> AIM OF THE TASK:
Output only the lines below from the one containing "use std::sync::Arc;" to the one containing "pub fn new(now_ms: u64)", exactly as written, both ends kept.
● ● ● ● ● ● ●
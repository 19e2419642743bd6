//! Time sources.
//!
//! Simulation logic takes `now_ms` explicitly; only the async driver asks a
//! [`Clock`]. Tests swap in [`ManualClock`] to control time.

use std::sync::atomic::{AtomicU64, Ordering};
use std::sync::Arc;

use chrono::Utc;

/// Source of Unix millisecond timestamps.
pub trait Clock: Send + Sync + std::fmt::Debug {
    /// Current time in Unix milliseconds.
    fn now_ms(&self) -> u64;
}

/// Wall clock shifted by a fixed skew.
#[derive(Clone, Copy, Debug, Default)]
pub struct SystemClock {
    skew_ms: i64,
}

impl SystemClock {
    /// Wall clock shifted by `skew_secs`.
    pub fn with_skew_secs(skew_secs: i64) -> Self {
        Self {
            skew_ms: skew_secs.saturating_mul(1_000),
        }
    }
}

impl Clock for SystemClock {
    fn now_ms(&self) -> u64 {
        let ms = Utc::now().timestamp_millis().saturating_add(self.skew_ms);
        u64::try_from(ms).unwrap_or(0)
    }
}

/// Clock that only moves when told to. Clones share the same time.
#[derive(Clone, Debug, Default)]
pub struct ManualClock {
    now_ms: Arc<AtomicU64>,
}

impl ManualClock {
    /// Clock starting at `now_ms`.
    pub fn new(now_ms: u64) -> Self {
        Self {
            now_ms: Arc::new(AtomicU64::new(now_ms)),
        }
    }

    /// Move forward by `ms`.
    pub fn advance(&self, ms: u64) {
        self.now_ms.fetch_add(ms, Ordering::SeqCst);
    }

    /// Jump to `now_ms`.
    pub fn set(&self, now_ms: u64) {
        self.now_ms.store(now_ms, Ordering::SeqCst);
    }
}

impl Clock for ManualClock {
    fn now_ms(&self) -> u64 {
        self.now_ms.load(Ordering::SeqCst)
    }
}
● ● ● ● ● ● ●
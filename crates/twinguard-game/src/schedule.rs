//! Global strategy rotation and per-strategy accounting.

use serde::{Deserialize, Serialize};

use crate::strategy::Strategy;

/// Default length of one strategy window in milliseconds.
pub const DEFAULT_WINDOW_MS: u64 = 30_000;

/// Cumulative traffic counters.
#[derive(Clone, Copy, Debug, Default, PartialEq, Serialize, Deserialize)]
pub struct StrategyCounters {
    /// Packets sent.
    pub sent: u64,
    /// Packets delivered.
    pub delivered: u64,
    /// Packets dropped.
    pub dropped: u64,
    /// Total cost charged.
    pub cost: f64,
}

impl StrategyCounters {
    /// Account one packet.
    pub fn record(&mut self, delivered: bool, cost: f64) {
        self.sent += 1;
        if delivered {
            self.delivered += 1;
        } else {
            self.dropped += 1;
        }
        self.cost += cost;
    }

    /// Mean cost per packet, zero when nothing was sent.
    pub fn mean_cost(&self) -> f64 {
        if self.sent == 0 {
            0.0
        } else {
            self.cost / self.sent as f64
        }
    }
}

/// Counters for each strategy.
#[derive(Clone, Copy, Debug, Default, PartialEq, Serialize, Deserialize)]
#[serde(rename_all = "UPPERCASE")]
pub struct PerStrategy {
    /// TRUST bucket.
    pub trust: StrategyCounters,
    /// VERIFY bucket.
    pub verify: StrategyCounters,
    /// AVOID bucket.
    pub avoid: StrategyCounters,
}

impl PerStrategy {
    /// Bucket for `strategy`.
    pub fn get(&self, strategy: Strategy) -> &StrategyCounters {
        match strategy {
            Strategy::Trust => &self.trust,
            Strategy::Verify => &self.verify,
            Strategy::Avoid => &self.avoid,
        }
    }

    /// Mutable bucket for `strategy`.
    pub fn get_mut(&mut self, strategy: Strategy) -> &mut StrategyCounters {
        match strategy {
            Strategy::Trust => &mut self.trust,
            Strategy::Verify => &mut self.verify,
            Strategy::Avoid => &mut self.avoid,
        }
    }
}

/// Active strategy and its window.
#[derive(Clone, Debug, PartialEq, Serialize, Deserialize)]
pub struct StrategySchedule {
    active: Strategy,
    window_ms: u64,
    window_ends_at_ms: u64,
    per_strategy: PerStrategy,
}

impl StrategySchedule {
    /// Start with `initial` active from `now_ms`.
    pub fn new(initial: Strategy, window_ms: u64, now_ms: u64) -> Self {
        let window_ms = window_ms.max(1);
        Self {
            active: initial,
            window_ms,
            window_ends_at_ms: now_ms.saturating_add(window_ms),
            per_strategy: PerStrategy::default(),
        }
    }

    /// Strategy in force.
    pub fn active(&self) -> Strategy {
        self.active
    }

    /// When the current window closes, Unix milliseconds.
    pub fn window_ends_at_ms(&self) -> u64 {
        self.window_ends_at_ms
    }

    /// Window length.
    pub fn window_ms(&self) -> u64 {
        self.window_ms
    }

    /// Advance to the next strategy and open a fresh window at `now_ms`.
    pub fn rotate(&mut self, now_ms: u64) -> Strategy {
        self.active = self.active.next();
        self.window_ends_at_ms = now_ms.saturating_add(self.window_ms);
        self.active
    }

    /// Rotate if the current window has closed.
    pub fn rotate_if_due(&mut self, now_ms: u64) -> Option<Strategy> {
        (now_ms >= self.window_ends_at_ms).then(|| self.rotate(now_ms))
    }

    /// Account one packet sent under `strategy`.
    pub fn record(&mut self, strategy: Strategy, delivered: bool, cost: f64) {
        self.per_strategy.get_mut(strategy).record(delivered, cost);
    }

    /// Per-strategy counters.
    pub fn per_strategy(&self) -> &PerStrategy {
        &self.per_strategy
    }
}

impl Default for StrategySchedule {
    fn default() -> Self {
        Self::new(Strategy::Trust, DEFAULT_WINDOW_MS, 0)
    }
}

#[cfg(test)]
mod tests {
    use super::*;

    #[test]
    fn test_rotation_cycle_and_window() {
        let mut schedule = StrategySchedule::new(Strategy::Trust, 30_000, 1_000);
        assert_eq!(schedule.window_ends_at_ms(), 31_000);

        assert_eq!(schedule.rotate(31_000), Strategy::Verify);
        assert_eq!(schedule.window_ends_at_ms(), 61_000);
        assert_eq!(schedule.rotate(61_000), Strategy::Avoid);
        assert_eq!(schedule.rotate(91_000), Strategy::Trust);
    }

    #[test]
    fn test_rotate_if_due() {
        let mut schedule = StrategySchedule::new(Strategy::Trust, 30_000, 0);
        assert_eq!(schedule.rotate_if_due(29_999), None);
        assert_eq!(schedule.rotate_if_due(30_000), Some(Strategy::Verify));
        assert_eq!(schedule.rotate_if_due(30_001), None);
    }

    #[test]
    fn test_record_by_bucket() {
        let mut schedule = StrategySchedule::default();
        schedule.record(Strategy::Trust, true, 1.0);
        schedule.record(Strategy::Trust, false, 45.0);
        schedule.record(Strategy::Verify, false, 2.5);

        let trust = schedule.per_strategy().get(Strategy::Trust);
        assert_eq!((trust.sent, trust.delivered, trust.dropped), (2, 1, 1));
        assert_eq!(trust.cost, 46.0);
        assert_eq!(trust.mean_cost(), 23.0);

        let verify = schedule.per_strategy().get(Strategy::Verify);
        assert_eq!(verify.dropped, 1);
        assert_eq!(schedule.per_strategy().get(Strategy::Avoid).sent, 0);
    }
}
● ● ● ● ● ● ●
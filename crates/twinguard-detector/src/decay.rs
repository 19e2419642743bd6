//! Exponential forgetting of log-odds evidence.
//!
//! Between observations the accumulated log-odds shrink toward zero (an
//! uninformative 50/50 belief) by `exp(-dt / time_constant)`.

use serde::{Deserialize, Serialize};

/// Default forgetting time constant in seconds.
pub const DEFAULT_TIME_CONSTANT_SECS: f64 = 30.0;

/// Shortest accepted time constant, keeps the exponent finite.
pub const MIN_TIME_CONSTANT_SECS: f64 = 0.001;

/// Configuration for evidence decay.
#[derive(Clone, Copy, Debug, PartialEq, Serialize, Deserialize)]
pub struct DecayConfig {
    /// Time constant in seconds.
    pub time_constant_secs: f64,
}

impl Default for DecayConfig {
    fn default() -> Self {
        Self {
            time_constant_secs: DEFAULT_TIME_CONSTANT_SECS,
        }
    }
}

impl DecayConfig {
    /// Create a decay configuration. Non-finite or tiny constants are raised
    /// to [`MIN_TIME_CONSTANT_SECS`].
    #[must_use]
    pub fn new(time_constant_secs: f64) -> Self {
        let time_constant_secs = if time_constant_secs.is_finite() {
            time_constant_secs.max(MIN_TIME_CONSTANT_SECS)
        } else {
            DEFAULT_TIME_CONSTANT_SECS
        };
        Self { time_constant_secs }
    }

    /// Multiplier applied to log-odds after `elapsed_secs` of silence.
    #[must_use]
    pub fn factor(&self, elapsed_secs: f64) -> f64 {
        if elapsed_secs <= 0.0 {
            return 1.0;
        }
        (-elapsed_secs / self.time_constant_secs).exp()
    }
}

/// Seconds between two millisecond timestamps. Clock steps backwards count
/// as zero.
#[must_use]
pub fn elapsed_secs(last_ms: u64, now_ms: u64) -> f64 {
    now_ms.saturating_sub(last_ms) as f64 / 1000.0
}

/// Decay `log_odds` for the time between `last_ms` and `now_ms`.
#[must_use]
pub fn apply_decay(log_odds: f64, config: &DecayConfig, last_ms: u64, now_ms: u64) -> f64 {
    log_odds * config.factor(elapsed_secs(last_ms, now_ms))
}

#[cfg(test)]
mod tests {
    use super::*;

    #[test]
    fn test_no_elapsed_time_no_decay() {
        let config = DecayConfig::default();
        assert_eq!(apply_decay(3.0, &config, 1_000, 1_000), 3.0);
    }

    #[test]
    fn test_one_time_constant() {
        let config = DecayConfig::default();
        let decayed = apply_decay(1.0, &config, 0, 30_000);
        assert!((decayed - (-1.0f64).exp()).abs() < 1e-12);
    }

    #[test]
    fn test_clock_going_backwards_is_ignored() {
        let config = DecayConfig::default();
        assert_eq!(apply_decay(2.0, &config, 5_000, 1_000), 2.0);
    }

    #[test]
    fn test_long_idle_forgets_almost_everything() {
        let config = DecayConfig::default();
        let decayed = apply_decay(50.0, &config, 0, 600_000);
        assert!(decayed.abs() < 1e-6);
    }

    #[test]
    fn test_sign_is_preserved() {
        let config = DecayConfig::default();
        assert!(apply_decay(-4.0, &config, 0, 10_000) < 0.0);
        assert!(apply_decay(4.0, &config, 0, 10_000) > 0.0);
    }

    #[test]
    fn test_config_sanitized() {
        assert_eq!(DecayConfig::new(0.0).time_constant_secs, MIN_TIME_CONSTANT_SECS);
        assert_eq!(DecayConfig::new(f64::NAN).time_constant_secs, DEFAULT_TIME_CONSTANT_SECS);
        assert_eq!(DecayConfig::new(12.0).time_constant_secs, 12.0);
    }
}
● ● ● ● ● ● ●
> SOLUTION TO THIS PROBLEM:
use std::sync::Arc;

use chrono::Utc;

/// Source of Unix millisecond timestamps.
pub trait Clock: Send + Sync + std::fmt::Debug {
    /// Current time in Unix milliseconds.
    fn now_ms(&self) -> u64;
}

/// Wall clock shifted by a fixed skew.
#[derive(Clone, Copy, Debug, Default)]
pub struct SystemClock {
    skew_ms: i64,
}

impl SystemClock {
    /// Wall clock shifted by `skew_secs`.
    pub fn with_skew_secs(skew_secs: i64) -> Self {
        Self {
            skew_ms: skew_secs.saturating_mul(1_000),
        }
    }
}

impl Clock for SystemClock {
    fn now_ms(&self) -> u64 {
        let ms = Utc::now().timestamp_millis().saturating_add(self.skew_ms);
        u64::try_from(ms).unwrap_or(0)
    }
}

/// Clock that only moves when told to. Clones share the same time.
#[derive(Clone, Debug, Default)]
pub struct ManualClock {
    now_ms: Arc<AtomicU64>,
}

impl ManualClock {
    /// Clock starting at `now_ms`.
    pub fn new(now_ms: u64) -> Self {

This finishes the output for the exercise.